=== EXERCISE AIM ===
Starting with the line that contains "diagnostics are returned" and stopping after the line that contains "self.parse_statement_list()?;", return each line below exactly as written, with no others.

=== SUPPLIED MATERIAL ===
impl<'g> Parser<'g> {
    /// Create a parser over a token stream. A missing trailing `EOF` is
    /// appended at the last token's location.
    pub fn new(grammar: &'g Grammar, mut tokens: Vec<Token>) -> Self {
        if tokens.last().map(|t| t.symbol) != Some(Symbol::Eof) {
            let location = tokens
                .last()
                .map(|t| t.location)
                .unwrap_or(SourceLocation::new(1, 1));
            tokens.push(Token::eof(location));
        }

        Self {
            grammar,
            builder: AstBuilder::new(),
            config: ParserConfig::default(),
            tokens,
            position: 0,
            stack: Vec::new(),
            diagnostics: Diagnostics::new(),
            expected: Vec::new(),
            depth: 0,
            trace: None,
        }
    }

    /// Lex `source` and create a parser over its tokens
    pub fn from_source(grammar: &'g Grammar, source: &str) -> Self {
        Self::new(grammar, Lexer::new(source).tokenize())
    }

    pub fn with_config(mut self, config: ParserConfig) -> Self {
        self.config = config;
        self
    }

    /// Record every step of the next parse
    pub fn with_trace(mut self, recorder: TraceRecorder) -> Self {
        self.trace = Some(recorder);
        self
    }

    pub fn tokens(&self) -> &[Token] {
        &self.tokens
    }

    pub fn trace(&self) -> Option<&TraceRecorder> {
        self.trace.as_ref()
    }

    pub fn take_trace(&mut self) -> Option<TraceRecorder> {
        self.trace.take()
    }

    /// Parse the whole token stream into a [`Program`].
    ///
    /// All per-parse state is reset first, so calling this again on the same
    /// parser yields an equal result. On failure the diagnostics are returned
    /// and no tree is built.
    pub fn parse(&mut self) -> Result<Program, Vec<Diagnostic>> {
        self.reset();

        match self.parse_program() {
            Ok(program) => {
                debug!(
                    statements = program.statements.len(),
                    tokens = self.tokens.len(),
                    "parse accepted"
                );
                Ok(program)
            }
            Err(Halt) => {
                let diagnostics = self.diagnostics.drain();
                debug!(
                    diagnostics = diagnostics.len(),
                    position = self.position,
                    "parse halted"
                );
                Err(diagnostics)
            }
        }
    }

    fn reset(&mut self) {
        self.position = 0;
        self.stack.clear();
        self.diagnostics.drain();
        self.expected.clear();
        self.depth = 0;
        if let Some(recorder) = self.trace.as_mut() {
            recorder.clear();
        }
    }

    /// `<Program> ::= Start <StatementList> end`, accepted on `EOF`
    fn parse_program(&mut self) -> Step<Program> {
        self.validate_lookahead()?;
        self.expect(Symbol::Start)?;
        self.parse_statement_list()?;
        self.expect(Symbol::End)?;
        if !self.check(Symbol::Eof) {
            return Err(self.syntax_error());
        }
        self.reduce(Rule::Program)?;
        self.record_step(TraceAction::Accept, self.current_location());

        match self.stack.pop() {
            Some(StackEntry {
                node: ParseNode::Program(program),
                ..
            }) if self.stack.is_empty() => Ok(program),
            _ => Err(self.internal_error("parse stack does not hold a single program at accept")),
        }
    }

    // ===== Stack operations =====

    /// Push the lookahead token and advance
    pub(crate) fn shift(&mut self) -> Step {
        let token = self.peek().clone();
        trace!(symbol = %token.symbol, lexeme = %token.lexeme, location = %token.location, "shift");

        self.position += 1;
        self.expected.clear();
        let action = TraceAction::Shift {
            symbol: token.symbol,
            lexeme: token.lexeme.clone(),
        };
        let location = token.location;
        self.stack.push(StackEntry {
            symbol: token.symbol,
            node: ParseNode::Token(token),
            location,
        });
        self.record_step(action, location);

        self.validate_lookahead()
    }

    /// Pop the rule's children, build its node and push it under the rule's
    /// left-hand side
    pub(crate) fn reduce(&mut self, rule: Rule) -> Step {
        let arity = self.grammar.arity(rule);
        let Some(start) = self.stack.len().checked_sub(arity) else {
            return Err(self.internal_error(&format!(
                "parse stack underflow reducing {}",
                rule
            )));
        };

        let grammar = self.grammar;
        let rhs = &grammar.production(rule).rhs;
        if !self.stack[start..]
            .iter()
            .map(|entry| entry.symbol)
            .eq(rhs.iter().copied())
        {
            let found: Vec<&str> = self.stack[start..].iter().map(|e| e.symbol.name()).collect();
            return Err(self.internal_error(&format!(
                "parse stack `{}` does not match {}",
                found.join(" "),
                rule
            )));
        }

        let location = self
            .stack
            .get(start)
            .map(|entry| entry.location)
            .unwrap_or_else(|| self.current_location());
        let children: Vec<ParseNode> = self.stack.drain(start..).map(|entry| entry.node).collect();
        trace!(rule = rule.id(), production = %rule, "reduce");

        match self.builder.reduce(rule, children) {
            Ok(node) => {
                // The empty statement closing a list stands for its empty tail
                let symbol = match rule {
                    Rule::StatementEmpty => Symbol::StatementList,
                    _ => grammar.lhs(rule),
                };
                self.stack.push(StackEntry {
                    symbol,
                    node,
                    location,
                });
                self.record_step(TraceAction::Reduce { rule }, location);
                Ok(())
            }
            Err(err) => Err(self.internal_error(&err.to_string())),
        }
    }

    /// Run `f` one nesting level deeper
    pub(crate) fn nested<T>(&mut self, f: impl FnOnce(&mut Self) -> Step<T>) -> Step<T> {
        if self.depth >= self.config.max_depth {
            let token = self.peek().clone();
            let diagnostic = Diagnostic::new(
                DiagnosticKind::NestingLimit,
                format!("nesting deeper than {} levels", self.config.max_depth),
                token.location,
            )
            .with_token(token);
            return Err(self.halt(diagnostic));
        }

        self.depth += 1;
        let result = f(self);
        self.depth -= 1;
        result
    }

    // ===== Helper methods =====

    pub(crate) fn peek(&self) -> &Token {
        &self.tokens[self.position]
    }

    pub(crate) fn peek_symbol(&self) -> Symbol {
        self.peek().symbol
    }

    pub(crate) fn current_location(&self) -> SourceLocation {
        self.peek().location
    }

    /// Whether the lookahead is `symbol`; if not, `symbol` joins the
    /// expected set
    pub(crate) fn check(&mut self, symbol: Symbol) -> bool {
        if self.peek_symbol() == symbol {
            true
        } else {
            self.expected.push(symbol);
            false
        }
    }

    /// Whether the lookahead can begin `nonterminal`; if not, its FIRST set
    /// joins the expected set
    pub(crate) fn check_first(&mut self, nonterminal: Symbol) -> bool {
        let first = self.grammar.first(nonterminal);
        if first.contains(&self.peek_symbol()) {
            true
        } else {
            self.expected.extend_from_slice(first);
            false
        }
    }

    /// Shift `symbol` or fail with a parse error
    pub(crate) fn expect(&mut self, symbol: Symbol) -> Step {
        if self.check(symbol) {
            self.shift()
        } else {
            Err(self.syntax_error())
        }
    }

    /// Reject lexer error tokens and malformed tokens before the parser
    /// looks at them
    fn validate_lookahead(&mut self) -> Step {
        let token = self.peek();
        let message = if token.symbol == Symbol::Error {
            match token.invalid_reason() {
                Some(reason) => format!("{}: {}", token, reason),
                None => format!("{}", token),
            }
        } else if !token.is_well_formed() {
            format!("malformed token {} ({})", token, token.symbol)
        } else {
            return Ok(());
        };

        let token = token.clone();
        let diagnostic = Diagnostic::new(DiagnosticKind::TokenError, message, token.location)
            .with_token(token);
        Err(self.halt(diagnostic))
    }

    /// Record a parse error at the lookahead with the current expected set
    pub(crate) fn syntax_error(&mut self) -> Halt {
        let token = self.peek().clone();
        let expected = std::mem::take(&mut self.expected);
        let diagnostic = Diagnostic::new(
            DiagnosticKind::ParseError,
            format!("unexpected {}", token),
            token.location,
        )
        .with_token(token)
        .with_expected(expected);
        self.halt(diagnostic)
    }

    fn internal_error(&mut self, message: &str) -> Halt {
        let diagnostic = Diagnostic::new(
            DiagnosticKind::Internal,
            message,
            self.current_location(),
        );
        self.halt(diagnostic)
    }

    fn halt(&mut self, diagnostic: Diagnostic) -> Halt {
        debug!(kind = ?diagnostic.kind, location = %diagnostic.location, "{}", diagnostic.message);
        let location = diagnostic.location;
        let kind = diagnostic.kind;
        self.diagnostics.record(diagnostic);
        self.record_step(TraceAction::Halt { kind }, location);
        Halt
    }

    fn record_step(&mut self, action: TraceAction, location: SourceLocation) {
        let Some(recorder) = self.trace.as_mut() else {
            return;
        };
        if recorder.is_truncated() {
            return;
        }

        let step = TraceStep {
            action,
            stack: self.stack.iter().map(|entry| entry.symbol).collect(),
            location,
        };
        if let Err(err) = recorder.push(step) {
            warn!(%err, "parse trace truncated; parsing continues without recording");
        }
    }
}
--
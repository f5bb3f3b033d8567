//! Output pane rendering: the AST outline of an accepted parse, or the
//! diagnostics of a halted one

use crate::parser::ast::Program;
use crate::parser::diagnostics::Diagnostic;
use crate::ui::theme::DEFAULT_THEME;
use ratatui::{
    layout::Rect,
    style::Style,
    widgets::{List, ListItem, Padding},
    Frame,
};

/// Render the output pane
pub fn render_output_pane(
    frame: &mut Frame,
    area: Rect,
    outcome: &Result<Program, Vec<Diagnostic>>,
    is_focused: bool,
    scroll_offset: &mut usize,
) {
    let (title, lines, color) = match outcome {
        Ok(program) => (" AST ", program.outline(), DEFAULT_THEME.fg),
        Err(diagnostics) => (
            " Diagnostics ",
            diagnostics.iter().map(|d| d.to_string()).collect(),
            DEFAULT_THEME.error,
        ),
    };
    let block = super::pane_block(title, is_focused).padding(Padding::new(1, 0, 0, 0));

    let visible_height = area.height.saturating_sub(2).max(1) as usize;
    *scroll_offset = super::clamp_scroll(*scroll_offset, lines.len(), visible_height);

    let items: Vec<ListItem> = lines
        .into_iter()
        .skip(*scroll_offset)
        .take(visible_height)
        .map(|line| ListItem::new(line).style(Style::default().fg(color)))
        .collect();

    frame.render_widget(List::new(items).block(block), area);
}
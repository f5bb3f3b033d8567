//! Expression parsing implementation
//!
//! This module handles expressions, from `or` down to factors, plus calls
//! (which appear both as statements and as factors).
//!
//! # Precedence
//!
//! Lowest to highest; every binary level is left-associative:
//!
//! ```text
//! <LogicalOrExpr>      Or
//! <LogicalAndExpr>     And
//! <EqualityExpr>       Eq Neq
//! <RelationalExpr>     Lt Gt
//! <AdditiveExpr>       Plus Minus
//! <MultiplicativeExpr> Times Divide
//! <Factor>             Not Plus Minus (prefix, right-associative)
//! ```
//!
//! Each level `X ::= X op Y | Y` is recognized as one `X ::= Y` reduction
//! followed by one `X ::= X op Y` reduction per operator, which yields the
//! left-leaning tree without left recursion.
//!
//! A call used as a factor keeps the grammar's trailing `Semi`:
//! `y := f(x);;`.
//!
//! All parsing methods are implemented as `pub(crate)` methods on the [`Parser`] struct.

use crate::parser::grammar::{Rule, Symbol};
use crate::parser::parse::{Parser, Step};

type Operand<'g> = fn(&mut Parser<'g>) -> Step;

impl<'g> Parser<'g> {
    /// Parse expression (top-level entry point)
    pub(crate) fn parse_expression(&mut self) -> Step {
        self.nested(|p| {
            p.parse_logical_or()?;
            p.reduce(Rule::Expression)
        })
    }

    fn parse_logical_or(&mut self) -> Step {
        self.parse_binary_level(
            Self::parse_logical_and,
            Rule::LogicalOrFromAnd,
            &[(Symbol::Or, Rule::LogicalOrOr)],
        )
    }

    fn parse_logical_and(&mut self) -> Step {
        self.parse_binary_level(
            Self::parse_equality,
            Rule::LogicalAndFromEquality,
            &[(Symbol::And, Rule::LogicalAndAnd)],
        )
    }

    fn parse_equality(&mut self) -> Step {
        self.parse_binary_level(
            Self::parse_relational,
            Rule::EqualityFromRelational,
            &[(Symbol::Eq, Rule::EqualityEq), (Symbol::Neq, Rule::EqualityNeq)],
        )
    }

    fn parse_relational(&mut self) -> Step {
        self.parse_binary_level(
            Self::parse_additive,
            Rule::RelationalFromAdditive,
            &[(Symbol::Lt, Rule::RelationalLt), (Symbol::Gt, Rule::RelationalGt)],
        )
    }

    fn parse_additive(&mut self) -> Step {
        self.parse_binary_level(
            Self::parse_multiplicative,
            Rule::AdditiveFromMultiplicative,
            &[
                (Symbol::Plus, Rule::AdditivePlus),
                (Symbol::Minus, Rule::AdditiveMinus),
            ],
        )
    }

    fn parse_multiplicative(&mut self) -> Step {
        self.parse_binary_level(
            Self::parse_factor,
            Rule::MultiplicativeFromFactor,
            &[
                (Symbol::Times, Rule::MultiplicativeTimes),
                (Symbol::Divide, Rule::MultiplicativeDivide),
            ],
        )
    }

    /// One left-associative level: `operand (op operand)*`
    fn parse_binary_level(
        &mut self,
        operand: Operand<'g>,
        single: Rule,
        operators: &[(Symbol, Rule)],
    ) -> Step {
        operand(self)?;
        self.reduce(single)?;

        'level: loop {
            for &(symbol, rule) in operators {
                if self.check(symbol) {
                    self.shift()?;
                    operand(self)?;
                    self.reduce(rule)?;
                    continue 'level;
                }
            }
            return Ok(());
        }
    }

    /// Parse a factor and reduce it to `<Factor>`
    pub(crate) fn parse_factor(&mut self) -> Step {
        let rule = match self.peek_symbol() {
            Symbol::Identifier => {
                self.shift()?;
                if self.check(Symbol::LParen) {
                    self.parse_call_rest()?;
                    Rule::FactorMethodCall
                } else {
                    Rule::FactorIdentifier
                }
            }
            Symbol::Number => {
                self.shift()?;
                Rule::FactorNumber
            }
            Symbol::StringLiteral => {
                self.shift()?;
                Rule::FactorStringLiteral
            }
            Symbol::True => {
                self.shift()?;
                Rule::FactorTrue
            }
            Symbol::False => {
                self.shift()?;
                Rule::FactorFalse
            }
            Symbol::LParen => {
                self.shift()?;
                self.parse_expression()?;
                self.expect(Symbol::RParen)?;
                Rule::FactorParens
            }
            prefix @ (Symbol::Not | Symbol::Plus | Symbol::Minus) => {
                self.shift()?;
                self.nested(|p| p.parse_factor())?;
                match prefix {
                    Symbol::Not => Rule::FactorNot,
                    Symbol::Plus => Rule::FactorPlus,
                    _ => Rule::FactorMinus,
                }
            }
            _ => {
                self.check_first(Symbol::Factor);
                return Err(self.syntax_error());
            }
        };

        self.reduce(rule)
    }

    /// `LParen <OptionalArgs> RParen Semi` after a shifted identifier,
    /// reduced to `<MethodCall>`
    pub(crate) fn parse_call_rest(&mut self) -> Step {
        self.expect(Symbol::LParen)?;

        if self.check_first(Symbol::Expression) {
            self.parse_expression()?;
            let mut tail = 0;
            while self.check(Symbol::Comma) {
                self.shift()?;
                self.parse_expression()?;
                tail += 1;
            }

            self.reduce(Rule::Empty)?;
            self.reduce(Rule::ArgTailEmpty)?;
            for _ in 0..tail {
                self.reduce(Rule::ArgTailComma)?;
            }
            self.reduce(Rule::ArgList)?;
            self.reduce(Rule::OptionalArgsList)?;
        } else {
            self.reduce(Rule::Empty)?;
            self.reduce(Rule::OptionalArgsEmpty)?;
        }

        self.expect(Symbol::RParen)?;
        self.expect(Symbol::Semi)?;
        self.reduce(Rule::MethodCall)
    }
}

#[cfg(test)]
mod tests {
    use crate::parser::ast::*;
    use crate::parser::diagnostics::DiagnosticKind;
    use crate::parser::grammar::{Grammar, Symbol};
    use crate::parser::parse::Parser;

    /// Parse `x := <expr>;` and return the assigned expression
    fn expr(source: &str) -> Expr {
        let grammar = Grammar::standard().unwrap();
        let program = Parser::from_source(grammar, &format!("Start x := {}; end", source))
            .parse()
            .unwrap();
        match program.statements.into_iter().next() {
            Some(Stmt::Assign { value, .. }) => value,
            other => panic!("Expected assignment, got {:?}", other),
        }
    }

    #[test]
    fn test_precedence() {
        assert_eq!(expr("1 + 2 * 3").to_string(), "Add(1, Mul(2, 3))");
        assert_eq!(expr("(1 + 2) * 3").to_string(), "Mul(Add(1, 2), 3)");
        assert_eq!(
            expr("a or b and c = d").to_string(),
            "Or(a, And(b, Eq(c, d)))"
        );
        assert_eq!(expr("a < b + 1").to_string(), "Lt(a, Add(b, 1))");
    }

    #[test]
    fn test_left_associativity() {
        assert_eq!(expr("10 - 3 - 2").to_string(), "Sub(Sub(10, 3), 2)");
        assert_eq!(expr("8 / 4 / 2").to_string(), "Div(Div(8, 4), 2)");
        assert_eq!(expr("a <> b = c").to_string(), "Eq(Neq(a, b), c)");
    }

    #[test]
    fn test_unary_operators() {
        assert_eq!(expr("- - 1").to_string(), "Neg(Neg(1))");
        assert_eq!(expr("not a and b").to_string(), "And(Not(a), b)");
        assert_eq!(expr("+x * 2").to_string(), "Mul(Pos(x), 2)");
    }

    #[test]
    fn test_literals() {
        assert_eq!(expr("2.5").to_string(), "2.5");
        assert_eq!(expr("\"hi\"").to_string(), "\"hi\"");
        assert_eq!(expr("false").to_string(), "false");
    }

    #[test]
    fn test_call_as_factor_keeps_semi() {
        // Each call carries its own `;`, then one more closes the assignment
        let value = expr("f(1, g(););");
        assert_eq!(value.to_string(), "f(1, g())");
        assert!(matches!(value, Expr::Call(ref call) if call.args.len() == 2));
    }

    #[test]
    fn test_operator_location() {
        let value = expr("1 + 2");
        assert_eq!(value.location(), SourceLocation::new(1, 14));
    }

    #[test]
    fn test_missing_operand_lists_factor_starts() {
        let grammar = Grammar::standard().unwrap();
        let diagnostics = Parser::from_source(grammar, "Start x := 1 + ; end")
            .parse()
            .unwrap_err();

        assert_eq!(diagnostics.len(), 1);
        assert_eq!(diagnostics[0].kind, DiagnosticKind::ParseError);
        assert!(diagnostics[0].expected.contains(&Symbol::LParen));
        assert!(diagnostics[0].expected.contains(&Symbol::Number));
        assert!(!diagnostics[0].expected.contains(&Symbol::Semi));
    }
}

=== EXERCISE ANSWER ===
    /// parser yields an equal result. On failure the diagnostics are returned
    /// and no tree is built.
    pub fn parse(&mut self) -> Result<Program, Vec<Diagnostic>> {
        self.reset();

        match self.parse_program() {
            Ok(program) => {
                debug!(
                    statements = program.statements.len(),
                    tokens = self.tokens.len(),
                    "parse accepted"
                );
                Ok(program)
            }
            Err(Halt) => {
                let diagnostics = self.diagnostics.drain();
                debug!(
                    diagnostics = diagnostics.len(),
                    position = self.position,
                    "parse halted"
                );
                Err(diagnostics)
            }
        }
    }

    fn reset(&mut self) {
        self.position = 0;
        self.stack.clear();
        self.diagnostics.drain();
        self.expected.clear();
        self.depth = 0;
        if let Some(recorder) = self.trace.as_mut() {
            recorder.clear();
        }
    }

    /// `<Program> ::= Start <StatementList> end`, accepted on `EOF`
    fn parse_program(&mut self) -> Step<Program> {
        self.validate_lookahead()?;
        self.expect(Symbol::Start)?;
        self.parse_statement_list()?;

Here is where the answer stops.